Posted: 11 Apr 2015 02:24 AM PDT


           ¡Porque me has visto Tomás, has creído? ¡Dichosos los que crean sin haber visto!”. El evangelio de san Juan recuerda hoy las primeras apariciones de Jesús resucitado a sus apóstoles, sin ocultar las dudas de Tomás. Este apóstol, ausente en la primera aparición, exigía para creer el tocar con sus propios dedos las llagas del crucificado, y cerciorarse así de la realidad de la resurrección. Jesús no toma a mal la dificultad de Tomás, no duda en venirle al encuentro, invitándole a palpar sus llagas. Esta condescendencia arranca obtiene la conocida confesión: “¡Señor mío y Dios mío!”. Comentando en sus homilías este pasaje, el Papa San Gregorio Magno dice que las dudas de Tomás son una ayuda para nuestra fe vacilante, para tomar en serio el mensaje de la victoria de Jesús sobre el pecado y la muerte.

Pero las palabras de Tomás son algo más que una manifestación de sorpresa ante el Resucitado. Tomás fue testigo de la resurrección de Lázaro, pero sabe distinguir muy bien entre lo sucedido a Lázaro y lo que significa la presencia de Jesús resucitado. No se trata de la reanimación de un cadáver sino de una presencia nueva, que permite adivinar una realidad que va mucho más allá de lo que los hombres podían esperar. Por esto no duda en proclamar que Jesús es Señor, el Mesías, el Cristo o Ungido del Padre, que es el Hijo de Dios, en su sentido pleno, es decir que es Dios.

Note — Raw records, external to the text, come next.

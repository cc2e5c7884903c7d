//! Staking ledger
//!
//! Stateful validation and mutation for every staking message, plus the
//! end-of-block sweep that releases matured unbondings and recomputes the
//! bonded validator set.
//!
//! # Token flow
//!
//! ```text
//!   account ──delegate──► validator (bonded pool | not-bonded pool)
//!   validator ──undelegate──► unbonding entry (not-bonded pool)
//!   unbonding entry ──matures at end_block──► account
//!   validator A ──redelegate──► validator B (tracked until maturity)
//! ```
//!
//! Every `apply_*` runs inside a cache branch of the context store. Nothing
//! reaches the parent store unless the whole operation succeeds.

use crate::address::{AccAddress, ConsPubKey, ValAddress};
use crate::bank;
use crate::config::Params;
use crate::context::Context;
use crate::error::{Error, Result};
use crate::keys;
use crate::msg::{
    MsgBeginRedelegate, MsgCreateValidator, MsgDelegate, MsgEditValidator, MsgIndexDelegate,
    MsgUndelegate, TYPE_BEGIN_REDELEGATE, TYPE_CREATE_VALIDATOR, TYPE_DELEGATE,
    TYPE_EDIT_VALIDATOR, TYPE_INDEX_DELEGATE, TYPE_UNDELEGATE,
};
use crate::policy;
use crate::store::{KvStore, KvStoreExt};
use crate::tags::{self, Tags};
use crate::types::{
    checked_add, checked_sub, BondStatus, Coin, Commission, Delegation, Pool, Redelegation,
    RedelegationEntry, UnbondingDelegation, UnbondingDelegationEntry, Validator,
};
use chrono::{DateTime, SecondsFormat, Utc};
use rust_decimal::Decimal;
use serde::{Deserialize, Serialize};
use std::collections::BTreeSet;
use tracing::{debug, info};

/// Consensus power change reported to the consensus engine
#[derive(Debug, Clone, PartialEq, Eq, Serialize, Deserialize)]
pub struct ValidatorUpdate {
    /// Consensus key
    pub pubkey: ConsPubKey,
    /// New power, zero removes the validator from the set
    pub power: u64,
}

/// Where delegated tokens come from
#[derive(Debug, Clone, Copy, PartialEq, Eq)]
enum TokenSource {
    /// Debited from the delegator's account
    Account,
    /// Already in the not-bonded pool (redelegation)
    NotBondedPool,
}

fn rfc3339(time: DateTime<Utc>) -> String {
    time.to_rfc3339_opts(SecondsFormat::Nanos, true)
}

La misma fe de Tomás la confirma el apóstol Juan cuando afirma que Jesús es el Hijo de Dios, que vino con agua y con sangre, aludiendo así concretamente a la lanzada que infligieron a Jesús en la cruz, de cuya herida brotaron sangre y agua, que la tradición interpreta como símbolos de los sacramentos del bautismo y de la eucaristía, por los cuales entramos en estrecha comunión de vida con Jesús resucitado. Porque el hecho de la resurrección supone un cambio profundo en Jesús, pero también en todos los que creemos en él. Por esto el apóstol  continua: “El que cree que Jesús es Hijo de Dios, vence al mundo”. El que participa en la victoria de Jesús resucitado recibe la fuerza para vencer el mundo, para poder vivir sin miedo ni temor. Y ésto, según san Juan, porque el que cree que Jesús es el Cristo nacido de Dios llega a ser en verdad hijo de Dios, y, en consecuencia, demuestra que ama a Dios cumpliendo sus mandamientos.

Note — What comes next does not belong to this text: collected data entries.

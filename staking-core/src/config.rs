//! Staking parameters and storage tuning

use crate::error::{Error, Result};
use rust_decimal::Decimal;
use serde::{Deserialize, Serialize};
use std::path::PathBuf;

/// Staking parameters
#[derive(Debug, Clone, PartialEq, Eq, Serialize, Deserialize)]
#[serde(default)]
pub struct Params {
    /// Time an unbonding entry waits before release (seconds)
    pub unbonding_time_secs: u64,

    /// Size of the bonded validator set
    pub max_validators: u16,

    /// Max entries per unbonding or redelegation tuple
    pub max_entries: u16,

    /// Denomination accepted for bonding
    pub bond_denom: String,

    /// Bond a new validator right away when a slot is free
    pub bond_on_create: bool,

    /// Tokens per unit of consensus power
    pub power_reduction: Decimal,
}

impl Default for Params {
    fn default() -> Self {
        Self {
            unbonding_time_secs: 60 * 60 * 24 * 21, // 3 weeks
            max_validators: 100,
            max_entries: 7,
            bond_denom: "stake".to_string(),
            bond_on_create: true,
            power_reduction: Decimal::ONE,
        }
    }
}

impl Params {
    /// Unbonding period as a chrono duration
    pub fn unbonding_time(&self) -> chrono::Duration {
        chrono::Duration::seconds(self.unbonding_time_secs.min(i64::MAX as u64) as i64)
    }

    /// Reject parameter sets the ledger cannot run with
    pub fn validate(&self) -> Result<()> {
        if self.bond_denom.trim().is_empty() {
            return Err(Error::InvalidInput("bond denom cannot be blank".into()));
        }
        if self.max_validators == 0 {
            return Err(Error::InvalidInput("max validators must be positive".into()));
        }
        if self.max_entries == 0 {
            return Err(Error::InvalidInput("max entries must be positive".into()));
        }
        if self.power_reduction <= Decimal::ZERO || !self.power_reduction.fract().is_zero() {
            return Err(Error::InvalidInput(
                "power reduction must be a positive integer".into(),
            ));
        }
        Ok(())
    }
}

/// RocksDB configuration
#[derive(Debug, Clone, Serialize, Deserialize)]
#[serde(default)]
pub struct StorageConfig {
    /// Data directory for RocksDB
    pub data_dir: PathBuf,

    /// Write buffer size (MB)
    pub write_buffer_size_mb: usize,

    /// Max write buffers
    pub max_write_buffer_number: i32,

    /// Max background jobs (compaction + flush)
    pub max_background_jobs: i32,

    /// Enable statistics
    pub enable_statistics: bool,
}

impl Default for StorageConfig {
    fn default() -> Self {
        Self {
            data_dir: PathBuf::from("./data/stakingd"),
            write_buffer_size_mb: 64,
            max_write_buffer_number: 3,
            max_background_jobs: 2,
            enable_statistics: false,
        }
    }
}

#[cfg(test)]
mod tests {
    use super::*;

    #[test]
    fn test_default_params() {
        let params = Params::default();
        assert_eq!(params.unbonding_time(), chrono::Duration::days(21));
        assert_eq!(params.max_validators, 100);
        assert_eq!(params.max_entries, 7);
        assert_eq!(params.bond_denom, "stake");
        assert!(params.validate().is_ok());
    }

    #[test]
    fn test_params_validation() {
        let mut params = Params::default();
        params.bond_denom = " ".into();
        assert!(params.validate().is_err());

        let mut params = Params::default();
        params.max_entries = 0;
        assert!(params.validate().is_err());
    }

    #[test]
    fn test_partial_params_use_defaults() {
        let params: Params = serde_json::from_str(r#"{"max_validators": 3}"#).unwrap();
        assert_eq!(params.max_validators, 3);
        assert_eq!(params.bond_denom, "stake");
    }
}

Cumplir los mandamientos. He aquí un punto delicado que crea dificultades. El apóstol Juan asegura que los mandamientos no son pesados. Y no lo son porque los mandamientos, en la perspectiva del evangelio, sólo se pueden entender y aceptar desde una perspectiva de amor. El que ama cumple los mandamientos, así como el amigo, el amante, busca libremente como expresión de cariño el bien de la persona amada.

Sería empobrecer el mensaje de la resurrección reducirlo a la observancia fría y escrupulosa de determinadas reglas o normas. El que vive en el ámbito del resucitado entra en una dimensión nueva, cambia parámetros. Es lo que Lucas trata de esbozar en la primera lectura de hoy, al describir, de manera bastante idealista, la primera comunidad de Jerusalén. Aquella gente, dice Lucas, se tomó tan en serio el mensaje de la novedad de Jesús resucitado que todos pensaban y sentían lo mismo, lo poseían todo en común y nadie llamaba suyo propio nada de lo que tenía. Ninguno pasaba necesidad, pues los que poseían lo ponían a disposición de los apóstoles que lo distribuían según lo que necesitaba cada uno. Para concluir diciendo que Dios los miraba a todos con mucho agrado.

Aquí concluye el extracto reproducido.